Chihuahua, Chih.- José Alberto M. S., detenido en posesión de vapeadores esta semana, podría quedar en prisión, ya que la Ley General de Salud establece ocho años de cárcel y multas de 100 a 200 mil veces el valor diario de la Unidad de Medida y Actualización (UMA) vigente para quien viole la prohibición por cualquier medio distribuir, fabricar o vender vapeadores y dispositivos electrónicos de este tipo.
A partir de la prohibición de la venta de vapeadores, éstos dejaron de venderse en locales comerciales y pasaron directamente a realizarse exclusivamente por Internet, por lo que la Comisión Estatal para la Protección contra Riesgos Sanitarios (Coespris) trabaja en la identificación de venta a través de estos medios.
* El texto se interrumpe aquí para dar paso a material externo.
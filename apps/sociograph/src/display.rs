//! # Display
//!
//! Text rendering of engine results. Every function returns a `String`;
//! printing is left to the CLI.

use sociograph_core::{EdgeWeight, Graph, GraphError, GraphMetrics, GraphStore, Path, VertexId};
use std::collections::BTreeMap;

fn friends_str(neighbors: &BTreeMap<VertexId, EdgeWeight>) -> String {
    if neighbors.is_empty() {
        return "No one".to_string();
    }
    neighbors
        .iter()
        .map(|(friend, weight)| format!("{}({})", friend, weight))
        .collect::<Vec<_>>()
        .join(", ")
}

/// One line: `<name> follows --> a(w), b(w)`.
pub fn format_friend_list(graph: &Graph, name: &VertexId) -> Result<String, GraphError> {
    let neighbors = graph.neighbors(name)?;
    Ok(format!(
        "{:<12} follows --> {}",
        name.as_str(),
        friends_str(neighbors)
    ))
}

/// The whole network, one user per line.
pub fn format_network(graph: &Graph) -> Result<String, GraphError> {
    let mut out = String::from("\tSocial Network Connections:\n");
    for vertex in graph.vertices() {
        out.push_str(&format_friend_list(graph, &vertex.id)?);
        out.push('\n');
    }
    Ok(out)
}

/// Bio, friend list and inbox of one user.
pub fn format_user_info(graph: &Graph, name: &VertexId) -> Result<String, GraphError> {
    let vertex = graph.get_vertex(name)?;
    let mut out = format!("User: {}, Bio: {}\n", vertex.id, vertex.bio.as_str());
    out.push_str(&format_friend_list(graph, name)?);
    out.push('\n');
    for message in &vertex.inbox {
        out.push_str(&format!("  From {}: {}\n", message.from, message.body));
    }
    Ok(out)
}

/// Presence check for a user name.
pub fn format_search(graph: &Graph, name: &VertexId) -> String {
    if graph.has_vertex(name) {
        format!("{:<12} --> Hello I'm here!", name.as_str())
    } else {
        format!("{:<12} --> Hello I'm not here!!", name.as_str())
    }
}

/// Shortest path result, or a no-path notice.
pub fn format_path(source: &VertexId, target: &VertexId, path: Option<&Path>) -> String {
    match path {
        Some(path) => {
            let hops: Vec<&str> = path.vertices.iter().map(VertexId::as_str).collect();
            format!(
                "Shortest path {} --> {}: {} (total weight {})",
                source,
                target,
                hops.join(" -> "),
                path.total_weight
            )
        }
        None => format!("No path between {} and {}", source, target),
    }
}

/// `<label> traversal: a b c`.
pub fn format_traversal(label: &str, order: &[VertexId]) -> String {
    let names: Vec<&str> = order.iter().map(VertexId::as_str).collect();
    format!("{} traversal: {}", label, names.join(" "))
}

/// Multi-line graph summary.
pub fn format_metrics(metrics: &GraphMetrics) -> String {
    format!(
        "Users:        {}\nFriendships:  {}\nIsolated:     {}\nComponents:   {}\nTotal weight: {}\n",
        metrics.vertex_count,
        metrics.edge_count,
        metrics.isolated_count,
        metrics.component_count,
        metrics.total_weight
    )
}
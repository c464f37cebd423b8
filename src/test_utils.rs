use crate::bsky::{Blob, Credentials, RecordResponse, Service, Session};
use crate::clock::{Clock, DateTime, Utc};
use crate::facet::{Resolution, Resolver};
use crate::http::{HTTPError, HTTPResult};
use crate::post::PostRecord;
use reqwest::StatusCode;
use serde_json::{Value, json};
use std::collections::HashMap;
use std::sync::Mutex;

pub fn do_logging() {
    let _ = env_logger::builder().is_test(true).try_init();
}

/// A call made to a [`TestService`].
#[derive(Clone, Debug, PartialEq, Eq)]
pub enum Call {
    CreateSession,
    ResolveHandle(String),
    UploadBlob(usize, String),
    CreateRecord,
}

/// An in-memory PDS that records every call made to it.
#[derive(Debug, Default)]
pub struct TestService {
    dids: HashMap<String, String>,
    fail_session: bool,
    fail_resolution: bool,
    reject_records: bool,
    calls: Mutex<Vec<Call>>,
    records: Mutex<Vec<Value>>,
}

impl TestService {
    pub fn with_handle(mut self, handle: &str, did: &str) -> Self {
        self.dids.insert(handle.to_string(), did.to_string());
        self
    }

    pub fn failing_session(self) -> Self {
        Self {
            fail_session: true,
            ..self
        }
    }

    pub fn failing_resolution(self) -> Self {
        Self {
            fail_resolution: true,
            ..self
        }
    }

    pub fn rejecting_records(self) -> Self {
        Self {
            reject_records: true,
            ..self
        }
    }

    pub fn calls(&self) -> Vec<Call> {
        self.calls.lock().unwrap().clone()
    }

    /// The most recent record passed to `create_record`, as JSON.
    pub fn last_record(&self) -> Option<Value> {
        self.records.lock().unwrap().last().cloned()
    }

    fn record_call(&self, call: Call) {
        self.calls.lock().unwrap().push(call);
    }
}

impl Resolver for TestService {
    async fn resolve_handle(&self, handle: &str) -> HTTPResult<Resolution> {
        self.record_call(Call::ResolveHandle(handle.to_string()));
        if self.fail_resolution {
            return Err(HTTPError::Http(StatusCode::INTERNAL_SERVER_ERROR));
        }
        Ok(match self.dids.get(handle) {
            Some(did) => Resolution::Found(did.clone()),
            None => Resolution::NotFound,
        })
    }
}

impl Service for TestService {
    async fn create_session(&self, credentials: &Credentials) -> HTTPResult<Session> {
        self.record_call(Call::CreateSession);
        if self.fail_session {
            Err(HTTPError::Http(StatusCode::UNAUTHORIZED))
        } else {
            let did = format!("did:plc:{}", credentials.identifier().replace('.', "-"));
            Ok(Session::new("test-access-jwt", did))
        }
    }

    async fn upload_blob(
        &self,
        _session: &Session,
        data: Vec<u8>,
        content_type: &str,
    ) -> HTTPResult<Blob> {
        self.record_call(Call::UploadBlob(data.len(), content_type.to_string()));
        Ok(Blob::new(json!({
            "$type": "blob",
            "ref": {"$link": "bafkreitestblob"},
            "mimeType": content_type,
            "size": data.len(),
        })))
    }

    async fn create_record(
        &self,
        _session: &Session,
        record: &PostRecord,
    ) -> HTTPResult<RecordResponse> {
        self.record_call(Call::CreateRecord);
        let record = serde_json::to_value(record).expect("could not serialize record");
        self.records.lock().unwrap().push(record);

        if self.reject_records {
            Ok(RecordResponse {
                status: StatusCode::BAD_REQUEST,
                body: json!({"error": "InvalidRequest", "message": "Invalid record"}),
            })
        } else {
            Ok(RecordResponse {
                status: StatusCode::OK,
                body: json!({
                    "uri": "at://did:plc:alice/app.bsky.feed.post/3kabc",
                    "cid": "bafyreitestcid",
                }),
            })
        }
    }
}

pub struct FrozenClock {
    datetime: DateTime<Utc>,
}

impl FrozenClock {
    pub fn new(datetime: DateTime<Utc>) -> Self {
        FrozenClock { datetime }
    }
}

impl Default for FrozenClock {
    fn default() -> Self {
        let datetime = DateTime::parse_from_rfc3339("2025-05-23T10:13:00-07:00")
            .expect("invalid date supplied")
            .with_timezone(&Utc);
        Self::new(datetime)
    }
}

impl Clock for FrozenClock {
    fn now(&self) -> DateTime<Utc> {
        self.datetime
    }
}
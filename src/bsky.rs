// SPDX-License-Identifier: Apache-2.0
// Copyright (C) 2025 Michael Dippery <michael@monkey-robot.com>

//! Bluesky API sessions and services for communicating with a PDS over HTTP.

pub mod service;
pub mod session;

pub use service::{Blob, BlueskyService, RecordResponse, Service};
pub use session::{Credentials, Session};
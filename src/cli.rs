// SPDX-License-Identifier: Apache-2.0
// Copyright (C) 2025 Michael Dippery <michael@monkey-robot.com>

//! Drives the command-line program.

use crate::bsky::{BlueskyService, Credentials};
use crate::clock::SystemClock;
use crate::conf;
use crate::http::HTTPError;
use crate::post::ImageAttachment;
use crate::poster::{Draft, Error as PublishError, Poster};
use clap::Parser;
use clap_verbosity_flag::Verbosity;
use serde_json::Value;
use std::io::{self, Write};
use std::path::PathBuf;
use std::process;
use thiserror::Error;

/// Prints `message` to stderr and exits with `error_code`.
pub fn die(error_code: i32, message: &str) -> ! {
    eprintln!("{}", message);
    process::exit(error_code);
}

/// Program configuration.
#[derive(Debug, Parser)]
#[command(version)]
#[command(about = "Send post to Bluesky social network", long_about = None)]
pub struct Config {
    #[command(flatten)]
    verbosity: Verbosity,

    /// Bluesky handle
    #[arg(value_name = "BSKY_HANDLE")]
    bsky_handle: String,

    /// Bluesky app password
    #[arg(value_name = "APP_PASSWORD")]
    app_password: String,

    /// Post text
    #[arg(value_name = "POST_TEXT")]
    post_text: String,

    /// Attach the image at PATH (may be repeated, up to 4 times)
    #[arg(long = "image", value_name = "PATH")]
    images: Vec<PathBuf>,

    /// Alt text for the image in the same position (may be repeated)
    #[arg(long = "alt", value_name = "TEXT")]
    alts: Vec<String>,

    /// PDS to post to [default: $BSKYPOST_PDS or https://bsky.social]
    #[arg(long, value_name = "URL")]
    pds: Option<String>,
}

impl Config {
    pub fn verbosity(&self) -> Verbosity {
        self.verbosity
    }

    /// Credentials for logging in.
    pub fn credentials(&self) -> Credentials {
        Credentials::new(&self.bsky_handle, &self.app_password)
    }

    /// The post to publish, with images paired to their alt texts.
    pub fn draft(&self) -> Draft {
        let images = ImageAttachment::pair(self.images.clone(), self.alts.clone());
        Draft::new(&self.post_text).images(images)
    }

    /// The PDS to post to, preferring `--pds` over the environment.
    pub fn pds_host(&self) -> String {
        match &self.pds {
            Some(host) => conf::normalize_host(host),
            None => conf::pds_host(),
        }
    }
}

/// A failure while running the program.
#[derive(Debug, Error)]
pub enum RunError {
    /// The HTTP client could not be set up.
    #[error("Could not set up HTTP client: {0}")]
    Setup(#[from] HTTPError),

    /// Publishing the post failed.
    #[error(transparent)]
    Publish(#[from] PublishError),

    /// The server's response could not be printed.
    #[error("Could not write response: {0}")]
    Output(#[from] io::Error),
}

/// Runs the command-line program.
#[derive(Debug)]
pub struct Runner {
    config: Config,
}

impl Runner {
    /// Create a new program runner using the given `config`.
    pub fn new(config: Config) -> Self {
        Self { config }
    }

    /// Run the command-line program using its stored configuration options.
    ///
    /// The server's response to the new post is printed as JSON. If the
    /// server rejects the post, its response is still printed before the
    /// error is returned.
    pub async fn run(&self) -> Result<(), RunError> {
        let service = BlueskyService::new(self.config.pds_host())?;
        let poster = Poster::new(service);
        let result = poster
            .publish(
                &self.config.credentials(),
                &self.config.draft(),
                &SystemClock::default(),
            )
            .await;

        report(result, &mut io::stdout().lock())
    }
}

/// Writes the server's response from a publish `result` to `out`.
///
/// A rejected post's response is written too, and the rejection is then
/// returned as the error.
fn report(result: Result<Value, PublishError>, out: &mut impl Write) -> Result<(), RunError> {
    match result {
        Ok(body) => {
            writeln!(out, "{}", pretty(&body))?;
            Ok(())
        }
        Err(err) => {
            if let PublishError::Rejected { body, .. } = &err {
                writeln!(out, "{}", pretty(body))?;
            }
            Err(err.into())
        }
    }
}

fn pretty(body: &Value) -> String {
    serde_json::to_string_pretty(body).unwrap_or_else(|_| body.to_string())
}
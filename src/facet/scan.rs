// SPDX-License-Identifier: Apache-2.0
// Copyright (C) 2025 Michael Dippery <michael@monkey-robot.com>

//! Scanners that find mentions and links in raw post text.
//!
//! Both scanners work on the UTF-8 bytes of the text, so every [`Span`]
//! they report is a byte range, which is what facets in a post record
//! index into. Word boundaries are ASCII-only: any byte outside of
//! `[A-Za-z0-9_]`, including every byte of a multi-byte character, counts
//! as a boundary.

use crate::facet::Span;
use regex::bytes::Regex;
use std::sync::LazyLock;

// The mention itself is group 1, which still contains the leading '@'.
static MENTION_REGEX: LazyLock<Regex> = LazyLock::new(|| {
    Regex::new(
        r"(?-u)(?:^|\W)(@(?:[a-zA-Z0-9](?:[a-zA-Z0-9-]{0,61}[a-zA-Z0-9])?\.)+[a-zA-Z](?:[a-zA-Z0-9-]{0,61}[a-zA-Z0-9])?)",
    )
    .unwrap()
});

static URL_REGEX: LazyLock<Regex> = LazyLock::new(|| {
    Regex::new(
        r"(?-u)(?:^|\W)(https?://(?:www\.)?[-a-zA-Z0-9@:%._+~#=]{1,256}\.[a-zA-Z0-9]{1,6}\b(?:[-a-zA-Z0-9()@:%_+.~#?&/=]*[-a-zA-Z0-9@%_+~#/=])?)",
    )
    .unwrap()
});

/// An `@handle` found in post text.
#[derive(Clone, Debug, PartialEq, Eq)]
pub struct MentionMatch {
    /// Location of the handle, not including the `@`.
    pub span: Span,

    /// The handle, not including the `@`.
    pub handle: String,
}

/// A link found in post text.
#[derive(Clone, Debug, PartialEq, Eq)]
pub struct UrlMatch {
    /// Location of the URL.
    pub span: Span,

    /// The URL exactly as it appears in the text.
    pub url: String,
}

/// Finds every mention in `text`, in the order they appear.
///
/// A mention is an `@` at the start of the text or after a non-word
/// character, followed by a domain-like handle whose last label starts with
/// a letter. Addresses like `me@example.com` are not mentions.
///
/// # Examples
///
/// ```
/// use bskypost::facet::scan::parse_mentions;
/// let mentions = parse_mentions("hi @alice.bsky.social!");
/// assert_eq!(mentions.len(), 1);
/// assert_eq!(mentions[0].handle, "alice.bsky.social");
/// assert_eq!((mentions[0].span.start, mentions[0].span.end), (4, 21));
/// ```
pub fn parse_mentions(text: &str) -> Vec<MentionMatch> {
    MENTION_REGEX
        .captures_iter(text.as_bytes())
        .filter_map(|caps| caps.get(1))
        .map(|m| {
            // Skip the '@'. The pattern only matches ASCII, so both ends
            // fall on character boundaries.
            let span = Span::new(m.start() + 1, m.end());
            let handle = text[span.range()].to_string();
            MentionMatch { span, handle }
        })
        .collect()
}

/// Finds every `http://` or `https://` link in `text`, in the order they
/// appear.
///
/// Trailing punctuation such as a sentence-ending period or a closing
/// parenthesis is not considered part of the link.
///
/// # Examples
///
/// ```
/// use bskypost::facet::scan::parse_urls;
/// let urls = parse_urls("read https://example.com/page.");
/// assert_eq!(urls.len(), 1);
/// assert_eq!(urls[0].url, "https://example.com/page");
/// ```
pub fn parse_urls(text: &str) -> Vec<UrlMatch> {
    URL_REGEX
        .captures_iter(text.as_bytes())
        .filter_map(|caps| caps.get(1))
        .map(|m| {
            let span = Span::new(m.start(), m.end());
            let url = text[span.range()].to_string();
            UrlMatch { span, url }
        })
        .collect()
}
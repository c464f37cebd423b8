// SPDX-License-Identifier: Apache-2.0
// Copyright (C) 2025 Michael Dippery <michael@monkey-robot.com>

//! Logging in to a Bluesky account.

use serde::{Deserialize, Serialize};
use std::fmt;

/// A handle and app password used to log in.
///
/// App passwords are generated under Settings → Privacy and Security →
/// App Passwords in the Bluesky app. Do not use your main password.
#[derive(Clone, Serialize)]
pub struct Credentials {
    identifier: String,
    password: String,
}

impl Credentials {
    /// Creates credentials for the account with the given `identifier`
    /// (usually a handle) and app `password`.
    ///
    /// # Examples
    ///
    /// ```
    /// use bskypost::bsky::Credentials;
    /// let credentials = Credentials::new("alice.bsky.social", "abcd-efgh-ijkl-mnop");
    /// assert_eq!(credentials.identifier(), "alice.bsky.social");
    /// ```
    pub fn new(identifier: impl Into<String>, password: impl Into<String>) -> Self {
        let identifier = identifier.into();
        let password = password.into();
        Self {
            identifier,
            password,
        }
    }

    /// The handle or DID of the account.
    pub fn identifier(&self) -> &str {
        &self.identifier
    }
}

impl fmt::Debug for Credentials {
    fn fmt(&self, f: &mut fmt::Formatter<'_>) -> fmt::Result {
        f.debug_struct("Credentials")
            .field("identifier", &self.identifier)
            .field("password", &"<redacted>")
            .finish()
    }
}

/// An authenticated session.
///
/// Sessions only live as long as a single invocation and are passed
/// explicitly to every call that needs them.
#[derive(Clone, Deserialize)]
#[serde(rename_all = "camelCase")]
pub struct Session {
    access_jwt: String,
    did: String,
    #[serde(default)]
    handle: Option<String>,
}

impl Session {
    /// Creates a session from an access token and the account's DID.
    pub fn new(access_jwt: impl Into<String>, did: impl Into<String>) -> Self {
        let access_jwt = access_jwt.into();
        let did = did.into();
        Self {
            access_jwt,
            did,
            handle: None,
        }
    }

    /// The DID of the logged-in account, which is also the repository
    /// that records are written to.
    pub fn did(&self) -> &str {
        &self.did
    }

    /// The handle of the logged-in account, if the server reported it.
    pub fn handle(&self) -> Option<&str> {
        self.handle.as_deref()
    }

    /// Value of the `Authorization` header for authenticated requests.
    pub fn bearer(&self) -> String {
        format!("Bearer {}", self.access_jwt)
    }
}

impl fmt::Debug for Session {
    fn fmt(&self, f: &mut fmt::Formatter<'_>) -> fmt::Result {
        f.debug_struct("Session")
            .field("access_jwt", &"<redacted>")
            .field("did", &self.did)
            .field("handle", &self.handle)
            .finish()
    }
}
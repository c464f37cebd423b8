// SPDX-License-Identifier: Apache-2.0
// Copyright (C) 2025 Michael Dippery <michael@monkey-robot.com>

//! Environment and configuration utilities.

use std::env;

/// Environment variable that overrides the default PDS host.
pub const PDS_ENV: &str = "BSKYPOST_PDS";

/// The PDS that hosts most Bluesky accounts.
pub const DEFAULT_PDS: &str = "https://bsky.social";

/// Returns the base URL of the personal data server (PDS) that posts are
/// sent to.
///
/// By default this is `https://bsky.social`, unless the user has defined
/// `$BSKYPOST_PDS` in the environment. Trailing slashes are removed so
/// XRPC paths can be appended directly.
///
/// # Examples
///
/// `pds_host` will return a default value if `$BSKYPOST_PDS` is not set:
///
/// ```
/// use bskypost::conf::pds_host;
/// # use temp_env::with_var_unset;
/// # with_var_unset("BSKYPOST_PDS", || {
/// assert_eq!(pds_host(), "https://bsky.social");
/// # });
/// ```
///
/// In this example, `$BSKYPOST_PDS` was set to a self-hosted PDS:
///
/// ```
/// use bskypost::conf::pds_host;
/// # use temp_env::with_var;
/// # with_var("BSKYPOST_PDS", Some("https://pds.example.com/"), || {
/// assert_eq!(pds_host(), "https://pds.example.com");
/// # });
/// ```
pub fn pds_host() -> String {
    let host = env::var(PDS_ENV)
        .ok()
        .filter(|host| !host.trim().is_empty())
        .unwrap_or_else(|| DEFAULT_PDS.to_string());
    normalize_host(&host)
}

/// Trims whitespace and trailing slashes from a PDS host.
pub fn normalize_host(host: &str) -> String {
    host.trim().trim_end_matches('/').to_string()
}
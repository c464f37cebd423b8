// SPDX-License-Identifier: Apache-2.0
// Copyright (C) 2025 Michael Dippery <michael@monkey-robot.com>

//! bskypost is a command-line tool for sending a post to the [Bluesky]
//! social network. It logs in with an app password, turns any @mentions
//! and links in the post's text into rich text facets, uploads any
//! attached images, and publishes the post, printing the server's response
//! as JSON.
//!
//! # Examples
//!
//! (In all examples, replace `alice.bsky.social` with your own handle and
//! `app-password` with an [app password] generated for your account.)
//!
//! Send a simple post:
//!
//! ```bash
//! bskypost alice.bsky.social app-password 'Hello, world!'
//! ```
//!
//! Mention another account and link to a web page. Mentions of handles
//! that do not exist are left as plain text:
//!
//! ```bash
//! bskypost alice.bsky.social app-password 'Thanks @bob.bsky.social! https://example.com'
//! ```
//!
//! Attach up to four images, each with optional alt text. The first
//! `--alt` describes the first `--image`, and so on; images without alt
//! text get an empty description:
//!
//! ```bash
//! bskypost alice.bsky.social app-password 'My pets' \
//!     --image cat.png --alt 'A cat asleep in a sunbeam' \
//!     --image dog.jpg
//! ```
//!
//! Images must be no larger than 1,000,000 bytes.
//!
//! Post to an account hosted on a different PDS:
//!
//! ```bash
//! bskypost --pds https://pds.example.com alice.example.com app-password 'Hi!'
//! ```
//!
//! The PDS can also be set with the `$BSKYPOST_PDS` environment variable.
//! Add `-v` (or `-vv`, `-vvv`) to see what the tool is doing.
//!
//! # License
//!
//! bskypost is licensed under the terms of the [Apache License 2.0]. Please
//! see the LICENSE file accompanying this source code or visit the previous
//! link for more information on licensing.
//!
//! [Apache License 2.0]: https://www.apache.org/licenses/LICENSE-2.0
//! [app password]: https://bsky.app/settings/app-passwords
//! [Bluesky]: https://bsky.app/

pub mod bsky;
pub mod cli;
pub mod clock;
pub mod conf;
pub mod facet;
pub mod http;
pub mod post;
pub mod poster;

#[cfg(test)]
mod test_utils;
La comercialización de vapeadores en Chihuahua migró de tiendas de abarrotes y establecimientos formales hacia redes sociales, grupos de mensajería y entregas directas acordadas entre vendedores y compradores, situación que ha dificultado las labores de vigilancia sanitaria, informó el comisionado estatal para la Protección contra Riesgos Sanitarios (Coespris), Luis Carlos Tarín Villamar.
El funcionario explicó que la dependencia mantiene recorridos permanentes de inspección en establecimientos comerciales para detectar la presencia de estos dispositivos; sin embargo, tras la entrada en vigor del decreto federal que prohíbe su producción, distribución y venta, quienes los comercializan modificaron sus mecanismos de operación para evitar ser detectados.
“Anteriormente los localizábamos en tiendas de abarrotes y algunas tiendas de conveniencia, pero a partir de la publicación del decreto cambió el modo de operar y la gran mayoría de estos productos están ofertándose a través de las redes sociales”, señaló.
Indicó que Coespris cuenta con un área especializada en la vigilancia de publicidad digital, la cual revisa promociones relacionadas con productos de salud, establecimientos médicos, medicamentos y otros servicios que pudieran representar riesgos sanitarios para la población.
Un problema creciente de salud pública en jóvenes y adolescentes
Por su parte, el director regional de Centros de Integración Juvenil (CIJ), Ramiro Vélez Sagarnaga, advirtió que el consumo de vapeadores representa un problema creciente de salud pública, especialmente entre adolescentes y jóvenes que suelen percibirlos como productos inofensivos.
Explicó que los cigarrillos electrónicos surgieron a principios de la década de 2000 bajo la premisa de ofrecer una alternativa menos dañina al consumo de tabaco. Sin embargo, afirmó que la Organización Mundial de la Salud (OMS) nunca los ha reconocido como una estrategia válida para dejar de fumar.
Señaló que la percepción de seguridad generada en torno a los vapes favoreció su popularización entre adolescentes, cuya mayoría desconoce los riesgos asociados con las sustancias que contienen.